*What to work on*
The answer must be a single number: how many lines in the entries below contain the word "InsDateTime".
[Data]
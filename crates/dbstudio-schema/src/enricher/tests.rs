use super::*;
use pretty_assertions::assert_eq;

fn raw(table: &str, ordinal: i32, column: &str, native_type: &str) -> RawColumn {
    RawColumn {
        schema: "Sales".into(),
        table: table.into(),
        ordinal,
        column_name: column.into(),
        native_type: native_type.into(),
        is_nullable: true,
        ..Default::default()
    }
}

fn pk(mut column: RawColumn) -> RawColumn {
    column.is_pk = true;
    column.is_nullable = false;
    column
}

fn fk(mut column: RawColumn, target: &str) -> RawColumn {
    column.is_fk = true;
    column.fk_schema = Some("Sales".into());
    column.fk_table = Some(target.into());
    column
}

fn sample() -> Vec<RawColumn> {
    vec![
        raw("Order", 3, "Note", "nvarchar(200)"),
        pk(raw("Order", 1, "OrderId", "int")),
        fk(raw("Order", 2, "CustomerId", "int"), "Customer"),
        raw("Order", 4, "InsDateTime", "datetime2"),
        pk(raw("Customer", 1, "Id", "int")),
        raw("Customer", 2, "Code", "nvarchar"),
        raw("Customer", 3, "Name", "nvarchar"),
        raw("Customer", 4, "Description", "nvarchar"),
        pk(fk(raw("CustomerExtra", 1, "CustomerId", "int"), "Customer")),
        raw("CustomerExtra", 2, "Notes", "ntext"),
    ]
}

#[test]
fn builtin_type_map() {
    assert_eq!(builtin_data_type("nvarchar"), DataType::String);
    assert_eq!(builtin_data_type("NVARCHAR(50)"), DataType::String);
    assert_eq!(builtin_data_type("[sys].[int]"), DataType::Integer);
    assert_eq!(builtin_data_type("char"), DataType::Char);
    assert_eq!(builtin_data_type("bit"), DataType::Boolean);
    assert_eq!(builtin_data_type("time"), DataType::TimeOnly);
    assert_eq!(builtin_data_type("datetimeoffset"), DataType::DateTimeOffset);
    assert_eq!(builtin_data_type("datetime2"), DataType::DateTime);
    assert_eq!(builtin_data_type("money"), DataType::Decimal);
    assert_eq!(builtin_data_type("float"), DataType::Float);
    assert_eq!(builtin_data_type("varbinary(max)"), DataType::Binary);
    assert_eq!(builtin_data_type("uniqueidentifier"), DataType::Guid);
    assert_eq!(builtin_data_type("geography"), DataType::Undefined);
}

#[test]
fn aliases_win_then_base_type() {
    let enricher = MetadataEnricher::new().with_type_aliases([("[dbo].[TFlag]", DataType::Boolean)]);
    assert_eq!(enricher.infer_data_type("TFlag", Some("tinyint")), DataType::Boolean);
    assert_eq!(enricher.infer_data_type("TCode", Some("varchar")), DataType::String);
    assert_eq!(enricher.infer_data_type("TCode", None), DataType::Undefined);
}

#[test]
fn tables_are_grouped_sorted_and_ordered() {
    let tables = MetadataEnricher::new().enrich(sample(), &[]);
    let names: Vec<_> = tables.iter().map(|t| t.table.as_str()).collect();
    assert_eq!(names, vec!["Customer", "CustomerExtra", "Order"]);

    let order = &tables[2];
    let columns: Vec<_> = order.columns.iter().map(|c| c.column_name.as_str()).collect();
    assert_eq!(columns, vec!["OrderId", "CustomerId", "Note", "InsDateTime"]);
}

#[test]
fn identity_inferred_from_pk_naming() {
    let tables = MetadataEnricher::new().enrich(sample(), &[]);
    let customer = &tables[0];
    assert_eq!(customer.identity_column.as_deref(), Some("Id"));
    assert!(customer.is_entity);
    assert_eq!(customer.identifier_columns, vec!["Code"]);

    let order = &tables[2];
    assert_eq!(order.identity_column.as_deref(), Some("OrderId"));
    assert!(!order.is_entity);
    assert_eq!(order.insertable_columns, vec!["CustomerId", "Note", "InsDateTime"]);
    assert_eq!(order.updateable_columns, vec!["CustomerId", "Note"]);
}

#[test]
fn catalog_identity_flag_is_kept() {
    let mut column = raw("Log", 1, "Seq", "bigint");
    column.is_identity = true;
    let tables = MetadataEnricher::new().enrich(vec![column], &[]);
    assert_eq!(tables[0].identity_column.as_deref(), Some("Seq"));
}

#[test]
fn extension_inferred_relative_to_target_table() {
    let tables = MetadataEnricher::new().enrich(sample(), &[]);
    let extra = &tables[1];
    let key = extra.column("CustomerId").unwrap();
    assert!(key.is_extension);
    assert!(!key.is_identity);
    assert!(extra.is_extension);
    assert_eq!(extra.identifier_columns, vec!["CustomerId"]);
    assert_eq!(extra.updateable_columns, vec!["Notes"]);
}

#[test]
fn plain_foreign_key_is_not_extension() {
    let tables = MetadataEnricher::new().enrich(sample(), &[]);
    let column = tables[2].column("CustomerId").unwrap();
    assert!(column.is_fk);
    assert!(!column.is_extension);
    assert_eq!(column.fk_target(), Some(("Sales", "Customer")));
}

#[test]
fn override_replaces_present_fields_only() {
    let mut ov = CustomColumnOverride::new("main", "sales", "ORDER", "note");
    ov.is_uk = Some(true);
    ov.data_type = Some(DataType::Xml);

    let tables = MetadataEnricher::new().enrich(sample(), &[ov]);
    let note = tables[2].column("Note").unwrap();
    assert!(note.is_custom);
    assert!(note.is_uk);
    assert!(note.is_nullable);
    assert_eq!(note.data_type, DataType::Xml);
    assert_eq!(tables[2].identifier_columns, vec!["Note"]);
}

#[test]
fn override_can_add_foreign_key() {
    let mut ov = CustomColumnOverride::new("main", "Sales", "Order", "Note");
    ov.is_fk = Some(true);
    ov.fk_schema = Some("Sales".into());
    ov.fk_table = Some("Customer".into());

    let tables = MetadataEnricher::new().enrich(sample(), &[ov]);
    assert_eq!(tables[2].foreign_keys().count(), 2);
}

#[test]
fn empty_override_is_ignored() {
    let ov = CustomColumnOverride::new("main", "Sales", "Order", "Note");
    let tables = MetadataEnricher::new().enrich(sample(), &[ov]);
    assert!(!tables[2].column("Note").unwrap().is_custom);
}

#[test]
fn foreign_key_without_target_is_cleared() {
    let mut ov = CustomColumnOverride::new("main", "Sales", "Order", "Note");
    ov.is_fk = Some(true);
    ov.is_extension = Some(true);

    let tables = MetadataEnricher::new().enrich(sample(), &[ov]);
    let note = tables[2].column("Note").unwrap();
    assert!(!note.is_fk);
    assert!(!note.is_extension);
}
[/Data]
*Solution to the exercise*
3